A Valentine’s Day Love Story

A new home with nothing on the walls is the perfect blank canvas for large format images in black and white. On Valentine’s Day 2020, when Craig gave his wife a simple valentine signed “Love, Craig” with a P.S. that only read “Brannings” neither Craig nor his wife, Michelle, had any idea what was about to take place.

Their two-story Lowcountry home, nestled amongst moss-draped ancient live oaks, sits on a bluff above the marshes of the Broad River with vistas looking across great expanses of marshland and the deep blue brackish waters of the mighty Broad River. Their home has a dreamy decadence that converges with true Lowcountry luxury.  

Craig and Michelle are newcomers to the area and were yet to learn of its mystery.  Stories were waiting to be discovered – centuries-old tales, some more recent, many from long ago. What took place in that great expanse of islands a short distance from their shore was revealed when they stepped into Branning Fine Art.

At once they noticed on the wall a Gullah oysterman, standing larger than life, a cluster of oysters in his hand that only moments ago had lived in the midst of a mudflat along the Broad River surrounded by clusters of other craggy oysters native to this region’s salt marshes. Surely secrets of these pristine waters rest within him, hidden to all others, places that yield the undiscovered jewels of the river.

“His name is Vince,” says Andrew. Knowing his name gave further meaning to the large black and white print carefully mounted in its black frame. This was a real person who in years past had many times left the shore in his wooden bateau, pushing off from the mudflats into distant channels. He traveled through streams and places only he and God understood.  He was one with the river, his boat, at home in himself and his way of life, and his endless search for hidden bounty along the shoreline.  

Vince embraced the waterman’s life and entrepreneurial hard work.

Oystermen often work alone with the only sound being that of cast-iron tongs crunching into oysters. They must work bent over for hours, take a few steps, lean down again reaching into the mudflats, not just for any oyster, but for the prize, as generations had done in the decades before them.

Michelle and Craig began to see the magic of the authentic Lowcountry, the people and places that largely go unnoticed to passersby. 

A cluster of shrimp boats docked in Village Creek out on St. Helena Island next captured their imagination. These are boats manned by men with pride who had watched their fathers and grandfathers go out into these same rivers; the Colleton, Combahee, the Broad, the Okatie and the Chechessee, to find those places known only to them.

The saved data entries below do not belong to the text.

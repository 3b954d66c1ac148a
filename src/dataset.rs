//! Dataset loading, score persistence and run configuration.
//!
//! A dataset is a JSON array of `{"reference": str, "candidate": [str]}`
//! entries. Scores are written as a JSON array of [`ScoreRecord`]s.
//!
//! [`ScoreRecord`]: crate::score::ScoreRecord

use std::fs;
use std::path::{Path, PathBuf};

use log::info;
use serde::de::DeserializeOwned;
use serde::{Deserialize, Serialize};
use serde_json::Value;

use crate::error::{json_kind, DatasetError};

/// Environment variable that switches score output to compact JSON.
pub const COMPACT_ENV: &str = "ROUGE_EVAL_COMPACT";

/// Where the evaluator reads its dataset and writes its scores.
#[derive(Debug, Clone, PartialEq, Serialize, Deserialize)]
#[serde(default)]
pub struct EvalConfig {
    pub data_dir: PathBuf,
    pub dataset_file: String,
    pub scores_file: String,
    /// Pretty-print scores with 2-space indentation.
    pub indent: bool,
}

impl Default for EvalConfig {
    fn default() -> Self {
        EvalConfig {
            data_dir: PathBuf::from("data"),
            dataset_file: "dataset.json".to_string(),
            scores_file: "scores.json".to_string(),
            indent: true,
        }
    }
}

impl EvalConfig {
    /// Defaults, with the data directory taken from the first argument (if
    /// any) and indentation turned off when [`COMPACT_ENV`] is `1`/`true`.
    pub fn from_args<I: IntoIterator<Item = String>>(args: I) -> Self {
        let mut config = EvalConfig::default();
        if let Some(dir) = args.into_iter().next() {
            config.data_dir = PathBuf::from(dir);
        }
        if let Ok(flag) = std::env::var(COMPACT_ENV) {
            config.indent = !matches!(flag.trim(), "1" | "true");
        }
        config
    }

    pub fn dataset_path(&self) -> PathBuf {
        self.data_dir.join(&self.dataset_file)
    }

    pub fn scores_path(&self) -> PathBuf {
        self.data_dir.join(&self.scores_file)
    }
}

pub fn create_data_directory(config: &EvalConfig) -> Result<(), DatasetError> {
    if !config.data_dir.exists() {
        info!("Creating data directory {}", config.data_dir.display());
        fs::create_dir_all(&config.data_dir)?;
    }
    Ok(())
}

pub fn check_dataset_file(config: &EvalConfig) -> Result<(), DatasetError> {
    let path = config.dataset_path();
    if !path.is_file() {
        return Err(DatasetError::DatasetNotFound(path));
    }
    Ok(())
}

pub fn read_json<T: DeserializeOwned, P: AsRef<Path>>(path: P) -> Result<T, DatasetError> {
    let contents = fs::read_to_string(path)?;
    Ok(serde_json::from_str(&contents)?)
}

/// Serializes `data`, pretty-printed with 2-space indentation when `indent`.
pub fn to_json<T: Serialize + ?Sized>(data: &T, indent: bool) -> Result<String, DatasetError> {
    let json = if indent {
        serde_json::to_string_pretty(data)?
    } else {
        serde_json::to_string(data)?
    };
    Ok(json)
}

pub fn write_json<T: Serialize + ?Sized, P: AsRef<Path>>(
    path: P,
    data: &T,
    indent: bool,
) -> Result<(), DatasetError> {
    fs::write(path, to_json(data, indent)?)?;
    Ok(())
}

/// Reads the dataset as raw entries; each entry is validated when its pairs
/// are expanded.
pub fn read_dataset<P: AsRef<Path>>(path: P) -> Result<Vec<Value>, DatasetError> {
    match read_json::<Value, _>(path)? {
        Value::Array(entries) => Ok(entries),
        other => Err(DatasetError::NotAnArray(json_kind(&other).to_string())),
    }
}

/// Follows `keys` through nested objects. No keys returns `data` itself.
pub fn get_from_nested_key<'a>(data: &'a Value, keys: &[&str]) -> Option<&'a Value> {
    keys.iter().try_fold(data, |value, key| value.get(*key))
}

/// Like [`get_from_nested_key`], but names the first missing key.
pub fn get_from_nested_key_strict<'a>(
    data: &'a Value,
    keys: &[&str],
) -> Result<&'a Value, DatasetError> {
    keys.iter().try_fold(data, |value, key| {
        value
            .get(*key)
            .ok_or_else(|| DatasetError::MissingKey(key.to_string()))
    })
}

Wars have been waged in those waters by shrimpers and crabbers in white boots – wars against the elements of nature.  Bitter winds blow strong at times, creating almost impossible conditions. Yet they head out anyway with waves crashing over their bows working to the rhythm of the tides.  Most are old now,  their sons and grandsons have long ago left these sea islands. If we don’t capture these images now, they may soon be gone forever. “Village Creek Shrimpers” hangs in Michelle and Craig’s dining room and attracts the eye immediately upon entering their home. It’s a “vision piece” that anchors one’s sense of place.  The viewer knows at once this home is in the heart of the Lowcountry.

Now their home tells the story of the Lowcountry with powerful visions words cannot totally convey.  

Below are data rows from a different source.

use crate::utils::DPMatrix;

/// Fills the longest-common-subsequence table for `pred` against `gold`.
///
/// The table has `pred.len() + 1` rows and `gold.len() + 1` columns. Row 0
/// and column 0 stand for the empty prefix and stay zero, and the bottom-right
/// cell holds the LCS length.
pub fn build_lcs_table<S: AsRef<str>>(pred: &[S], gold: &[S]) -> DPMatrix {
    // Add +1 to both rows and cols to accommodate the empty prefix
    // of the dynamic programming matrix
    let mut dp = DPMatrix::new(pred.len() + 1, gold.len() + 1);
    for i in 1..=pred.len() {
        // Row i extends the best subsequences found so far with
        // pred[i - 1], checked against every word of gold in turn.
        for j in 1..=gold.len() {
            if pred[i - 1].as_ref() == gold[j - 1].as_ref() {
                dp.set(i, j, dp.at(i - 1, j - 1) + 1);
            } else {
                // LCS doesn't need contiguity, so on a mismatch we skip a
                // word from either side and keep whichever prefix did better.
                dp.set(i, j, dp.at(i - 1, j).max(dp.at(i, j - 1)));
            }
        }
    }
    dp
}

pub fn lcs_length<S: AsRef<str>>(pred: &[S], gold: &[S]) -> usize {
    if pred.is_empty() || gold.is_empty() {
        return 0;
    }
    let dp = build_lcs_table(pred, gold);
    dp.at(pred.len(), gold.len()) as usize
}

/// Reconstructs one longest common subsequence by walking the table back
/// from the bottom-right corner.
///
/// On a mismatch the walk moves up only when the cell above is strictly
/// larger, otherwise left. Several subsequences can be equally long; this
/// rule picks one of them deterministically.
pub fn longest_common_subsequence<S: AsRef<str>>(pred: &[S], gold: &[S]) -> Vec<String> {
    if pred.is_empty() || gold.is_empty() {
        return vec![];
    }
    let dp = build_lcs_table(pred, gold);

    let mut lcs: Vec<String> = Vec::with_capacity(dp.at(pred.len(), gold.len()) as usize);
    let mut i = pred.len();
    let mut j = gold.len();
    while i > 0 && j > 0 {
        if pred[i - 1].as_ref() == gold[j - 1].as_ref() {
            lcs.push(pred[i - 1].as_ref().to_string());
            i -= 1;
            j -= 1;
        } else if dp.at(i - 1, j) > dp.at(i, j - 1) {
            i -= 1;
        } else {
            j -= 1;
        }
    }
    lcs.reverse();
    lcs
}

Vince now has a place of high honor at the base of their staircase that descends into the expansive living area of the home.  The perfectly framed and mounted portrait serves as a constant reminder of our region’s sacred heritage and honors the generations of others who faced bone-chilling winter mornings to harvest oysters along the mudflats across the river from their front porch.

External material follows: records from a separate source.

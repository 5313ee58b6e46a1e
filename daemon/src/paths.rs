/// Canonical file paths for the simulator's data files.
///
/// Both files live in the app data directory:
///   - config.toml  Optional; read at startup and watched for changes.
///   - status.toml  Written by the daemon after every state change.
use std::path::{Path, PathBuf};

const APP_DIR_NAME: &str = "quest-sim";
/// Overrides the platform default data directory when set.
pub const HOME_ENV_VAR: &str = "QUEST_SIM_HOME";
pub const CONFIG_FILE_NAME: &str = "config.toml";
pub const STATUS_FILE_NAME: &str = "status.toml";

/// Returns the app data directory.
///
/// `$QUEST_SIM_HOME` if set, otherwise `%APPDATA%\quest-sim` on Windows and
/// `$HOME/.config/quest-sim` elsewhere, falling back to `./quest-sim`.
pub fn app_data_dir() -> PathBuf {
    if let Some(home) = std::env::var_os(HOME_ENV_VAR) {
        return PathBuf::from(home);
    }
    let base = if cfg!(windows) {
        std::env::var_os("APPDATA").map(PathBuf::from)
    } else {
        std::env::var_os("HOME").map(|h| Path::new(&h).join(".config"))
    };
    base.unwrap_or_else(|| PathBuf::from(".")).join(APP_DIR_NAME)
}

pub fn config_file_path() -> PathBuf {
    app_data_dir().join(CONFIG_FILE_NAME)
}

pub fn status_file_path() -> PathBuf {
    app_data_dir().join(STATUS_FILE_NAME)
}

And there’s one more thing. Ascend the staircase to the second floor where once again history greets us.  Looking upon the wall at the top of the stairs is a stunning portrait of the piece of driftwood, rugged and worn from countless years being washed by the tides. It sits solidly on the mudflats by the side of the house largely unnoticed to passersby.  A trail leads out from it into the river whose origins no one really knows. It’s a trail of mystery where one’s imagination can travel freely to its unknown destination.